Photo à la Une : © Fresh Architectures

L’agence Fresh Architectures aborde les projets, quelle que soit leur échelle, en interrogeant leur programmation et leurs usages. Au hasard des commandes et des concours, elle est passée maître (entre autres) de la réhabilitation lourde. Focus.

À l’origine de Fresh Architectures, il y a une rencontre entre trois jeunes architectes – Julien Rousseau, Ulisse Gnesda et Luca Battaglia – qui intègrent au même moment l’antenne parisienne de l’agence Renzo Piano Building Workshop (RPBW).

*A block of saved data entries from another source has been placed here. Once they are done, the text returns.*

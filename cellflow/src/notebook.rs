//! The sample-size notebook: four cells wired onto a dependency graph.
//!
//! ```text
//! sample_size ──► dataset ──► statistics ──► report
//!      └──────────────────────────────────────▲
//! ```

use serde::{Deserialize, Serialize};
use tracing::{info, warn};

use crate::config::Config;
use crate::dataset::{self, Dataset};
use crate::errors::{DataError, Result};
use crate::graph::{DependencyGraph, PassReport};
use crate::random::{self, FastRandSource, RandomSource};
use crate::report::{self, Report};
use crate::stats::{self, Statistics};

pub const SAMPLE_SIZE: &str = "sample_size";
pub const DATASET: &str = "dataset";
pub const STATISTICS: &str = "statistics";
pub const REPORT: &str = "report";

/// Every cell value at one point in time.
#[derive(Clone, Debug, PartialEq, Serialize, Deserialize)]
pub struct Snapshot {
    pub sample_size: i64,
    pub dataset: Dataset,
    pub statistics: Statistics,
    pub report: Report,
}

/// A notebook session. Owns its graph and noise source.
#[derive(Debug)]
pub struct Notebook {
    graph: DependencyGraph,
    config: Config,
    last_pass: Option<PassReport>,
    last_error: Option<String>,
}

impl Notebook {
    /// Create a notebook drawing noise from `fastrand`, seeded from the config
    /// when a seed is set.
    pub fn new(config: Config) -> Result<Self> {
        let source = FastRandSource::from_seed(config.seed);
        Self::with_source(config, source)
    }

    /// Create a notebook with an injected noise source.
    pub fn with_source(config: Config, source: impl RandomSource + Send + 'static) -> Result<Self> {
        let noise = random::shared(source);
        let mut graph = DependencyGraph::new();

        graph.register_input(SAMPLE_SIZE, config.default_sample_size)?;

        graph.register_cell(DATASET, &[SAMPLE_SIZE], move |inputs| {
            let count = sample_count(load!(inputs, sample_size as i64)?)?;
            let mut source = noise.lock();
            dataset::generate(count, &mut *source)
        })?;

        graph.register_cell(STATISTICS, &[DATASET], |inputs| {
            let data = load!(inputs, dataset as Dataset)?;
            stats::summarize(&data)
        })?;

        graph.register_cell(REPORT, &[SAMPLE_SIZE, STATISTICS], |inputs| {
            let count = sample_count(load!(inputs, sample_size as i64)?)?;
            let statistics = load!(inputs, statistics as Statistics)?;
            Ok(report::compose(count, &statistics))
        })?;

        let mut notebook = Self {
            graph,
            config,
            last_pass: None,
            last_error: None,
        };
        let warm_up = notebook.graph.evaluate_all();
        notebook.record(warm_up)?;
        Ok(notebook)
    }

    /// Set the sample size and recompute the downstream cells.
    ///
    /// Only `sample_size > 0` is enforced here; snapping to the slider range is
    /// the caller's job (see [`Config::snap`]). On failure the previous values
    /// stay in place and [`Notebook::last_error`] describes what went wrong.
    pub fn set_input(&mut self, sample_size: i64) -> Result<PassReport> {
        let result = set!(self.graph, sample_size);
        self.record(result)
    }

    /// Recompute from the current input, drawing fresh noise.
    pub fn resample(&mut self) -> Result<PassReport> {
        let sample_size = self.sample_size()?;
        self.set_input(sample_size)
    }

    /// Go back to the configured default sample size.
    pub fn reset(&mut self) -> Result<PassReport> {
        self.set_input(self.config.default_sample_size)
    }

    pub fn sample_size(&self) -> Result<i64> {
        get!(self.graph, sample_size as i64)
    }

    pub fn dataset(&self) -> Result<Dataset> {
        get!(self.graph, dataset as Dataset)
    }

    pub fn statistics(&self) -> Result<Statistics> {
        get!(self.graph, statistics as Statistics)
    }

    pub fn report(&self) -> Result<Report> {
        get!(self.graph, report as Report)
    }

    pub fn snapshot(&self) -> Result<Snapshot> {
        Ok(Snapshot {
            sample_size: self.sample_size()?,
            dataset: self.dataset()?,
            statistics: self.statistics()?,
            report: self.report()?,
        })
    }

    pub fn graph(&self) -> &DependencyGraph {
        &self.graph
    }

    pub fn config(&self) -> &Config {
        &self.config
    }

    /// The last committed pass.
    pub fn last_pass(&self) -> Option<&PassReport> {
        self.last_pass.as_ref()
    }

    /// Message of the last failed pass, cleared by the next successful one.
    pub fn last_error(&self) -> Option<&str> {
        self.last_error.as_deref()
    }

    fn record(&mut self, result: Result<PassReport>) -> Result<PassReport> {
        match result {
            Ok(report) => {
                info!(summary = %report.summary(), "notebook updated");
                self.last_error = None;
                self.last_pass = Some(report.clone());
                Ok(report)
            }
            Err(e) => {
                warn!(error = %e, "notebook update failed, keeping previous values");
                self.last_error = Some(e.root_cause().to_string());
                Err(e)
            }
        }
    }
}

fn sample_count(sample_size: i64) -> Result<usize> {
    usize::try_from(sample_size)
        .ok()
        .filter(|&count| count > 0)
        .ok_or_else(|| DataError::InvalidCount(sample_size).into())
}

#[cfg(test)]
mod tests {
    use approx::assert_relative_eq;

    use super::*;
    use crate::errors::{Error, GraphError};
    use crate::report::{CorrelationStrength, SampleSize};
    use crate::test::{ConstantSource, SequenceSource};

    fn noiseless() -> Notebook {
        Notebook::with_source(Config::default(), ConstantSource(0.5)).unwrap()
    }

    #[test]
    fn starts_from_the_default_sample_size() {
        let notebook = noiseless();
        assert_eq!(notebook.sample_size().unwrap(), 50);
        assert_eq!(notebook.dataset().unwrap().len(), 50);

        let report = notebook.report().unwrap();
        assert_eq!(report.size, SampleSize::Medium);
        assert_eq!(report.strength, CorrelationStrength::VeryStrong);
        assert!(report.high_correlation_insight);
        assert!(!report.low_sample_warning);
        assert_eq!(notebook.graph().current_pass(), 1);
    }

    #[test]
    fn set_input_flows_through_every_cell() {
        let mut notebook = noiseless();
        let pass = notebook.set_input(30).unwrap();

        assert_eq!(pass.recomputed, vec![SAMPLE_SIZE, DATASET, STATISTICS, REPORT]);
        let snapshot = notebook.snapshot().unwrap();
        assert_eq!(snapshot.sample_size, 30);
        assert_eq!(snapshot.dataset.len(), 30);
        assert_eq!(snapshot.statistics.count, 30);
        assert_eq!(snapshot.report.size, SampleSize::Small);
        assert!(snapshot.report.low_sample_warning);
    }

    #[test]
    fn noiseless_data_recovers_the_model() {
        let mut notebook = noiseless();
        notebook.set_input(100).unwrap();

        let statistics = notebook.statistics().unwrap();
        let fit = statistics.fit.unwrap();
        assert_relative_eq!(fit.slope, 2.0, epsilon = 1e-2);
        assert_relative_eq!(fit.intercept, 3.0, epsilon = 1e-2);
        assert_relative_eq!(statistics.min_y, 3.0);
        assert_relative_eq!(statistics.max_y, 22.8);
        assert!(statistics.correlation.value().unwrap() > 0.999);
    }

    #[test]
    fn each_pass_draws_fresh_noise() {
        let config = Config::default().default_sample_size(10);
        let source = SequenceSource::new(vec![0.0, 1.0, 0.25]);
        let mut notebook = Notebook::with_source(config, source).unwrap();
        let first = notebook.dataset().unwrap();
        notebook.resample().unwrap();
        let second = notebook.dataset().unwrap();

        assert_eq!(first.len(), second.len());
        assert_ne!(first, second);
    }

    #[test]
    fn invalid_input_keeps_previous_values() {
        let mut notebook = noiseless();
        let before = notebook.snapshot().unwrap();

        let err = notebook.set_input(0).expect_err("zero points");
        assert!(matches!(
            err,
            Error::Graph(GraphError::ComputeFailed { ref cell, .. }) if cell == DATASET
        ));
        assert!(matches!(err.root_cause(), Error::Data(DataError::InvalidCount(0))));
        assert_eq!(notebook.snapshot().unwrap(), before);
        assert_eq!(
            notebook.last_error(),
            Some("sample count must be positive, got 0")
        );

        notebook.set_input(-20).expect_err("negative points");
        assert_eq!(notebook.sample_size().unwrap(), 50);

        notebook.set_input(70).unwrap();
        assert_eq!(notebook.last_error(), None);
        assert_eq!(notebook.report().unwrap().sample_count, 70);
    }

    #[test]
    fn reset_returns_to_the_default() {
        let mut notebook = noiseless();
        notebook.set_input(150).unwrap();
        assert_eq!(notebook.report().unwrap().size, SampleSize::Large);

        notebook.reset().unwrap();
        assert_eq!(notebook.sample_size().unwrap(), 50);
        assert_eq!(notebook.last_pass().unwrap().trigger.as_deref(), Some(SAMPLE_SIZE));
    }

    #[test]
    fn seeded_notebooks_agree() {
        let a = Notebook::new(Config::default().seed(11)).unwrap();
        let b = Notebook::new(Config::default().seed(11)).unwrap();
        assert_eq!(a.dataset().unwrap(), b.dataset().unwrap());
    }
}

Là, ils se forment à l’« école » Piano. « Une manière de dessiner, de concevoir, d’assembler, de prendre du temps, explique Julien Rousseau, associé fondateur de l’agence Fresh. Une manière aussi de trouver un équilibre entre le maître d’ouvrage et l’architecte, parce que le temps du projet est long et que la recherche y est fondamentale. » Pour l’architecte, ce passage au sein de l’agence internationale équivaut à un master. Et pour cause : il travaille sur The Shard, à Londres, une tour livrée en 2017 dont le projet avait démarré en 1997. Un temps long et un enjeu : « Améliorer, réinterroger, compléter. Ce processus spécifique de l’agence de Piano fait que le projet se bonifie au fur et à mesure du temps qui passe », souligne l’architecte.

Un socle commun

Forts de cette expérience qui leur a permis de créer un socle commun dans la manière d’approcher les projets, les trois architectes s’associent en 2007 pour créer Fresh Architectures. « Un pari sur l’avenir et un désir partagé : se faire connaître sous une marque commune », continue Julien Rousseau. Leur méthodologie et philosophie de travail consistent à aborder un projet sous toutes ses échelles, du design à l’urbanisme. « De l’agence RPBW, nous avons gardé le goût pour ce collage d’échelles à travers le dessin et l’atelier maquette que nous avons intégré dès le départ à l’agence. Nous aimons nous détacher des écrans, proposer des conversations autour de la matière, du réel d’un dessin. » L’agence travaille également sur l’échelle humaine qui questionne la programmation et les usages. « Nous nous posons des questions de cheminements, d’expérience. Tout cela vient avec un dessin qui permet de transformer les usages en espaces », développe Julien Rousseau.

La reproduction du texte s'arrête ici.